Mercor, a startup that provides training data to major AI companies, confirmed that it was the victim of a security breach that may have exposed sensitive company and user data.
The incident was linked to a supply-chain attack involving LiteLLM, a widely used open-source library for connecting applications to AI services.
The company confirmed to Fortune it was “one of thousands of companies” affected by the supply-chain attack on LiteLLM, which has been linked to a hacking group called TeamPCP. Mercor spokesperson Heidi Hagberg said that the company had “moved promptly” to contain and remediate the incident and said a third-party forensics investigation was underway.
“The privacy and security of our customers and contractors is foundational to everything we do at Mercor,” Hagberg said. “We will continue to communicate with our customers and contractors directly as appropriate and devote the resources necessary to resolving the matter as soon as possible.”

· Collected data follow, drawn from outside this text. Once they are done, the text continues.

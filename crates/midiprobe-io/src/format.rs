//! Text renderings of raw bytes for logs and tooltips.
//!
//! Rows line up when stacked: every value takes a nine character column and
//! the radix label is padded to a fixed width.

use std::fmt::Write;

const LABEL_WIDTH: usize = 12;
const COLUMN_WIDTH: usize = 9;

#[derive(Debug, Clone, Copy, PartialEq, Eq, Hash)]
pub enum Radix {
    Hexadecimal,
    Decimal,
    Binary,
    /// Printable ASCII, `.` otherwise.
    Character,
}

impl Radix {
    pub const fn name(self) -> &'static str {
        match self {
            Radix::Hexadecimal => "Hexadecimal",
            Radix::Decimal => "Decimal",
            Radix::Binary => "Binary",
            Radix::Character => "Character",
        }
    }

    /// Digits per value, zero padded.
    pub const fn digits(self) -> usize {
        match self {
            Radix::Hexadecimal => 2,
            Radix::Decimal => 3,
            Radix::Binary => 8,
            Radix::Character => 1,
        }
    }
}

pub fn format_value(value: u8, radix: Radix) -> String {
    match radix {
        Radix::Hexadecimal => format!("{:02X}", value),
        Radix::Decimal => format!("{:03}", value),
        Radix::Binary => format!("{:08b}", value),
        Radix::Character => {
            let c = value as char;
            if c.is_ascii_graphic() || c == ' ' {
                c.to_string()
            } else {
                ".".to_string()
            }
        }
    }
}

/// `Hexadecimal:        90       3C       64`
pub fn format_row(values: &[u8], radix: Radix) -> String {
    let mut row = format!("{}:", radix.name());
    let _ = write!(row, "{:width$}", "", width = LABEL_WIDTH - radix.name().len());
    for &value in values {
        let _ = write!(
            row,
            "{:>width$}",
            format_value(value, radix),
            width = COLUMN_WIDTH
        );
    }
    row.truncate(row.trim_end().len());
    row
}

/// Space separated uppercase hex, e.g. `90 3C 64`.
pub fn hex_string(bytes: &[u8]) -> String {
    let mut out = String::with_capacity(bytes.len() * 3);
    for (i, byte) in bytes.iter().enumerate() {
        if i > 0 {
            out.push(' ');
        }
        let _ = write!(out, "{:02X}", byte);
    }
    out
}

/// Title followed by hexadecimal, decimal and binary rows.
pub fn conversion_table(title: &str, values: &[u8]) -> String {
    if values.is_empty() {
        return title.to_string();
    }
    [
        title.to_string(),
        String::new(),
        format_row(values, Radix::Hexadecimal),
        format_row(values, Radix::Decimal),
        format_row(values, Radix::Binary),
    ]
    .join("\n")
}

#[cfg(test)]
mod tests {
    use super::*;

    #[test]
    fn test_format_value() {
        assert_eq!(format_value(0x0A, Radix::Hexadecimal), "0A");
        assert_eq!(format_value(7, Radix::Decimal), "007");
        assert_eq!(format_value(5, Radix::Binary), "00000101");
        assert_eq!(format_value(b'A', Radix::Character), "A");
        assert_eq!(format_value(0x00, Radix::Character), ".");
        assert_eq!(format_value(0xF0, Radix::Character), ".");
    }

    #[test]
    fn test_rows_align() {
        let bytes = [0x90, 60, 100];
        let rows = [
            format_row(&bytes, Radix::Hexadecimal),
            format_row(&bytes, Radix::Decimal),
            format_row(&bytes, Radix::Binary),
        ];
        for row in &rows {
            assert_eq!(row.len(), LABEL_WIDTH + 1 + 3 * COLUMN_WIDTH);
        }
        assert_eq!(rows[0], "Hexadecimal:        90       3C       64");
    }

    #[test]
    fn test_empty_row() {
        assert_eq!(format_row(&[], Radix::Decimal), "Decimal:");
    }

    #[test]
    fn test_hex_string() {
        assert_eq!(hex_string(&[0xF0, 0x7E, 0x7F, 0xF7]), "F0 7E 7F F7");
        assert_eq!(hex_string(&[]), "");
    }

    #[test]
    fn test_conversion_table() {
        insta::assert_snapshot!(conversion_table("Note On", &[0x90, 60, 100]), @r"
        Note On

        Hexadecimal:        90       3C       64
        Decimal:           144      060      100
        Binary:       10010000 00111100 01100100
        ");
        assert_eq!(conversion_table("Tune Request", &[]), "Tune Request");
    }
}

TeamPCP is known for engineering so-called supply-chain attacks, in which malware is planted inside codebases or software libraries that are widely used by programmers when writing their own code. Lapsus$, by contrast, is an older hacking group, known for social engineering and phishing attacks that focus on stealing user log-in credentials and then using those credentials to gain access to and steal sensitive data.
In 2023, an attack from the Cl0p ransomware gang that exploited a vulnerability in MOVEit, a widely used file transfer tool, breached hundreds of organizations simultaneously, ultimately affecting nearly 100 million individuals across government agencies, financial institutions, and health care providers. Extortion attempts from that campaign dragged on for months.